*EXERCISE BRIEF*.
Print the line containing "pub fn load_private_key(path: &Path)" and each line after it to the end of the material below. Print nothing else.

*RECORDS SUPPLIED*.
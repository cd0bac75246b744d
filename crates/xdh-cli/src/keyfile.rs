//! Key file handling.
//!
//! Key files hold a single X25519 key as PEM (RFC 8410), DER, or the bare
//! 32 bytes. The encoding is detected on load. Private key files are created
//! owner-only and refused on Unix when group or world can read them.

use std::io::Write;
use std::path::Path;

use anyhow::{Context, Result, bail};
use serde::{Deserialize, Serialize};
use xdh_crypto::{
    CryptoError, Encoding, KeySerializationEncryption, PrivateFormat, PublicFormat,
    X25519_KEY_SIZE, X25519PrivateKey, X25519PublicKey,
};
use zeroize::Zeroizing;

/// On-disk key encoding.
#[derive(Debug, Clone, Copy, PartialEq, Eq, Serialize, Deserialize, clap::ValueEnum)]
#[serde(rename_all = "lowercase")]
pub enum KeyEncoding {
    Pem,
    Der,
    Raw,
}

impl KeyEncoding {
    /// Guess the encoding of a key file's contents.
    pub fn detect(data: &[u8]) -> Self {
        if data.trim_ascii_start().starts_with(b"-----BEGIN") {
            Self::Pem
        } else if data.len() == X25519_KEY_SIZE {
            Self::Raw
        } else {
            Self::Der
        }
    }

    /// Whether this encoding is printable as-is.
    pub const fn is_text(self) -> bool {
        matches!(self, Self::Pem)
    }
}

pub fn encode_private(
    key: &X25519PrivateKey,
    encoding: KeyEncoding,
) -> Result<Zeroizing<Vec<u8>>, CryptoError> {
    let none = KeySerializationEncryption::NoEncryption;
    match encoding {
        KeyEncoding::Pem => key.private_bytes(Encoding::Pem, PrivateFormat::Pkcs8, &none),
        KeyEncoding::Der => key.private_bytes(Encoding::Der, PrivateFormat::Pkcs8, &none),
        KeyEncoding::Raw => key.private_bytes(Encoding::Raw, PrivateFormat::Raw, &none),
    }
}

pub fn encode_public(key: &X25519PublicKey, encoding: KeyEncoding) -> Result<Vec<u8>, CryptoError> {
    match encoding {
        KeyEncoding::Pem => key.public_bytes(Encoding::Pem, PublicFormat::SubjectPublicKeyInfo),
        KeyEncoding::Der => key.public_bytes(Encoding::Der, PublicFormat::SubjectPublicKeyInfo),
        KeyEncoding::Raw => key.public_bytes(Encoding::Raw, PublicFormat::Raw),
    }
}

pub fn decode_private(data: &[u8]) -> Result<X25519PrivateKey, CryptoError> {
    match KeyEncoding::detect(data) {
        KeyEncoding::Pem => xdh_crypto::load_pem_private_key(data, None),
        KeyEncoding::Der => xdh_crypto::load_der_private_key(data, None),
        KeyEncoding::Raw => X25519PrivateKey::from_private_bytes(data),
    }
}

pub fn decode_public(data: &[u8]) -> Result<X25519PublicKey, CryptoError> {
    match KeyEncoding::detect(data) {
        KeyEncoding::Pem => xdh_crypto::load_pem_public_key(data)?.into_x25519(),
        KeyEncoding::Der => xdh_crypto::load_der_public_key(data)?.into_x25519(),
        KeyEncoding::Raw => X25519PublicKey::from_public_bytes(data),
    }
}

/// Write a private key file readable only by its owner.
pub fn save_private_key(path: &Path, key: &X25519PrivateKey, encoding: KeyEncoding) -> Result<()> {
    let bytes = encode_private(key, encoding)?;
    create_parent_dir(path)?;

    let mut options = std::fs::OpenOptions::new();
    options.write(true).create(true).truncate(true);
    #[cfg(unix)]
    {
        use std::os::unix::fs::OpenOptionsExt;
        options.mode(0o600);
    }
    let mut file = options
        .open(path)
        .with_context(|| format!("failed to create {}", path.display()))?;

    // An existing file keeps its old mode through `open`.
    #[cfg(unix)]
    {
        use std::os::unix::fs::PermissionsExt;
        file.set_permissions(std::fs::Permissions::from_mode(0o600))?;
    }
    file.write_all(&bytes)
        .with_context(|| format!("failed to write {}", path.display()))?;

    tracing::debug!(path = %path.display(), ?encoding, "wrote private key");
    Ok(())
}

/// Load a private key file, auto-detecting its encoding.
pub fn load_private_key(path: &Path) -> Result<X25519PrivateKey> {
    #[cfg(unix)]
    {
        use std::os::unix::fs::PermissionsExt;
        let metadata = std::fs::metadata(path)
            .with_context(|| format!("failed to stat {}", path.display()))?;
        let mode = metadata.permissions().mode() & 0o777;
        if mode & 0o077 != 0 {
            bail!(
                "private key file {} has insecure permissions: {mode:o} (expected 600)",
                path.display()
            );
        }
    }

    let data = Zeroizing::new(
        std::fs::read(path).with_context(|| format!("failed to read {}", path.display()))?,
    );
    let key = decode_private(&data)
        .with_context(|| format!("{} is not an X25519 private key", path.display()))?;
    tracing::debug!(path = %path.display(), "loaded private key");
    Ok(key)
}

pub fn save_public_key(path: &Path, key: &X25519PublicKey, encoding: KeyEncoding) -> Result<()> {
    let bytes = encode_public(key, encoding)?;
    create_parent_dir(path)?;
    std::fs::write(path, bytes).with_context(|| format!("failed to write {}", path.display()))?;
    tracing::debug!(path = %path.display(), ?encoding, "wrote public key");
    Ok(())
}

pub fn load_public_key(path: &Path) -> Result<X25519PublicKey> {
    let data = std::fs::read(path).with_context(|| format!("failed to read {}", path.display()))?;
    decode_public(&data).with_context(|| format!("{} is not an X25519 public key", path.display()))
}

fn create_parent_dir(path: &Path) -> Result<()> {
    match path.parent() {
        Some(dir) if !dir.as_os_str().is_empty() => std::fs::create_dir_all(dir)
            .with_context(|| format!("failed to create {}", dir.display())),
        _ => Ok(()),
    }
}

*EXERCISE RESPONSE*.
pub fn load_private_key(path: &Path) -> Result<X25519PrivateKey> {
    #[cfg(unix)]
    {
        use std::os::unix::fs::PermissionsExt;
        let metadata = std::fs::metadata(path)
            .with_context(|| format!("failed to stat {}", path.display()))?;
        let mode = metadata.permissions().mode() & 0o777;
        if mode & 0o077 != 0 {
            bail!(
                "private key file {} has insecure permissions: {mode:o} (expected 600)",
                path.display()
            );
        }
    }

    let data = Zeroizing::new(
        std::fs::read(path).with_context(|| format!("failed to read {}", path.display()))?,
    );
    let key = decode_private(&data)
        .with_context(|| format!("{} is not an X25519 private key", path.display()))?;
    tracing::debug!(path = %path.display(), "loaded private key");
    Ok(key)
}

pub fn save_public_key(path: &Path, key: &X25519PublicKey, encoding: KeyEncoding) -> Result<()> {
    let bytes = encode_public(key, encoding)?;
    create_parent_dir(path)?;
    std::fs::write(path, bytes).with_context(|| format!("failed to write {}", path.display()))?;
    tracing::debug!(path = %path.display(), ?encoding, "wrote public key");
    Ok(())
}

pub fn load_public_key(path: &Path) -> Result<X25519PublicKey> {
    let data = std::fs::read(path).with_context(|| format!("failed to read {}", path.display()))?;
    decode_public(&data).with_context(|| format!("{} is not an X25519 public key", path.display()))
}

fn create_parent_dir(path: &Path) -> Result<()> {
    match path.parent() {
        Some(dir) if !dir.as_os_str().is_empty() => std::fs::create_dir_all(dir)
            .with_context(|| format!("failed to create {}", dir.display())),
        _ => Ok(()),
    }
}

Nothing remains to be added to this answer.